Abstract

A variational approach to determine the deformation of an ideally plastic substance is proposed by solving a sequence of energy minimization problems under proper conditions to account for the irreversible character of plasticity. The flow is driven by the local transformation of elastic strain energy into plastic work on slip surfaces, once that a certain energetic barrier for slip activation has been overcome. The distinction of the elastic strain energy into spherical and deviatoric parts is used to incorporate in the model the idea of von Mises plasticity and isochoric plastic strain. This is a “phase field model” because the matching condition at the slip interfaces is substituted by the evolution of an auxiliary phase field that, similar to a damage field, is unitary on the elastic phase and null on the yielded phase.
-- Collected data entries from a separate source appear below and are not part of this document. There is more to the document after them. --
// ⚙️ Review Configuration - explicit values, no process-wide globals
// Loaded from a JSON file (every key optional) and turned into a
// validated `ReviewPolicy` before any questionnaire is evaluated.

use crate::validator::RequiredField;
use serde::{Deserialize, Serialize};
use std::collections::HashSet;
use std::fs;
use std::path::{Path, PathBuf};
use thiserror::Error;

#[derive(Debug, Error)]
pub enum ConfigError {
    #[error("failed to read config {}: {source}", .path.display())]
    Read {
        path: PathBuf,
        source: std::io::Error,
    },

    #[error("failed to parse config {}: {source}", .path.display())]
    Parse {
        path: PathBuf,
        source: serde_json::Error,
    },

    #[error("unknown required field: {0}")]
    UnknownField(String),

    #[error("required field listed twice: {0}")]
    DuplicateField(String),

    #[error("minimum investment amount must be a finite number, got {0}")]
    InvalidMinimum(f64),
}

// ============================================================================
// REVIEW CONFIG (file-level)
// ============================================================================

#[derive(Debug, Clone, PartialEq, Serialize, Deserialize)]
#[serde(default)]
pub struct ReviewConfig {
    /// Suspicious keyword/pattern registry
    pub registry_path: PathBuf,

    /// Decision log
    pub response_path: PathBuf,

    /// Feedback log
    pub feedback_path: PathBuf,

    /// Amounts must be strictly greater than this
    pub min_investment_amount: f64,

    /// Field names checked by the validator, in report order
    pub required_fields: Vec<String>,
}

impl Default for ReviewConfig {
    fn default() -> Self {
        ReviewConfig {
            registry_path: PathBuf::from("data/suspicious_keywords.json"),
            response_path: PathBuf::from("data/response.json"),
            feedback_path: PathBuf::from("data/feedback.json"),
            min_investment_amount: 0.0,
            required_fields: vec![
                "investor_name".to_string(),
                "investor_address".to_string(),
                "investment_amount".to_string(),
                "is_accredited_investor".to_string(),
                "signature_present".to_string(),
                "tax_id_provided".to_string(),
            ],
        }
    }
}

impl ReviewConfig {
    pub fn from_file<P: AsRef<Path>>(path: P) -> Result<Self, ConfigError> {
        let path = path.as_ref();
        let content = fs::read_to_string(path).map_err(|source| ConfigError::Read {
            path: path.to_path_buf(),
            source,
        })?;

        serde_json::from_str(&content).map_err(|source| ConfigError::Parse {
            path: path.to_path_buf(),
            source,
        })
    }

    /// Validate the decision-relevant settings
    pub fn policy(&self) -> Result<ReviewPolicy, ConfigError> {
        if !self.min_investment_amount.is_finite() {
            return Err(ConfigError::InvalidMinimum(self.min_investment_amount));
        }

        let mut seen = HashSet::new();
        let mut required_fields = Vec::with_capacity(self.required_fields.len());
        for name in &self.required_fields {
            let field: RequiredField = name
                .parse()
                .map_err(|_| ConfigError::UnknownField(name.clone()))?;
            if !seen.insert(field) {
                return Err(ConfigError::DuplicateField(name.clone()));
            }
            required_fields.push(field);
        }

        Ok(ReviewPolicy {
            required_fields,
            min_investment_amount: self.min_investment_amount,
        })
    }
}

// ============================================================================
// REVIEW POLICY (engine-level)
// ============================================================================

/// The thresholds a decision depends on.
#[derive(Debug, Clone, PartialEq)]
pub struct ReviewPolicy {
    pub required_fields: Vec<RequiredField>,
    pub min_investment_amount: f64,
}

impl Default for ReviewPolicy {
    fn default() -> Self {
        ReviewPolicy {
            required_fields: vec![
                RequiredField::InvestorName,
                RequiredField::InvestorAddress,
                RequiredField::InvestmentAmount,
                RequiredField::IsAccreditedInvestor,
                RequiredField::SignaturePresent,
                RequiredField::TaxIdProvided,
            ],
            min_investment_amount: 0.0,
        }
    }
}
The slip lines diffuse in bands, whose width depends upon a material length-scale parameter.Numerical experiments on representative problems in plane strain give solutions with noteworthy similarities with the results from classical slip-line field theory, but the proposed model is much richer because, accounting for elastic deformations, it can describe the formation of slip bands at the local level, which can nucleate, propagate, widen and diffuse by varying the boundary conditions. In particular, the solution for a long pipe under internal pressure is very different from the one obtainable from the classical macroscopic theory of plasticity. For this case, the location of the plastic bands may be an insight to explain the premature failures that are sometimes encountered during the manufacturing process. This practical example enhances the importance of this new theory based on the mathematical sciences.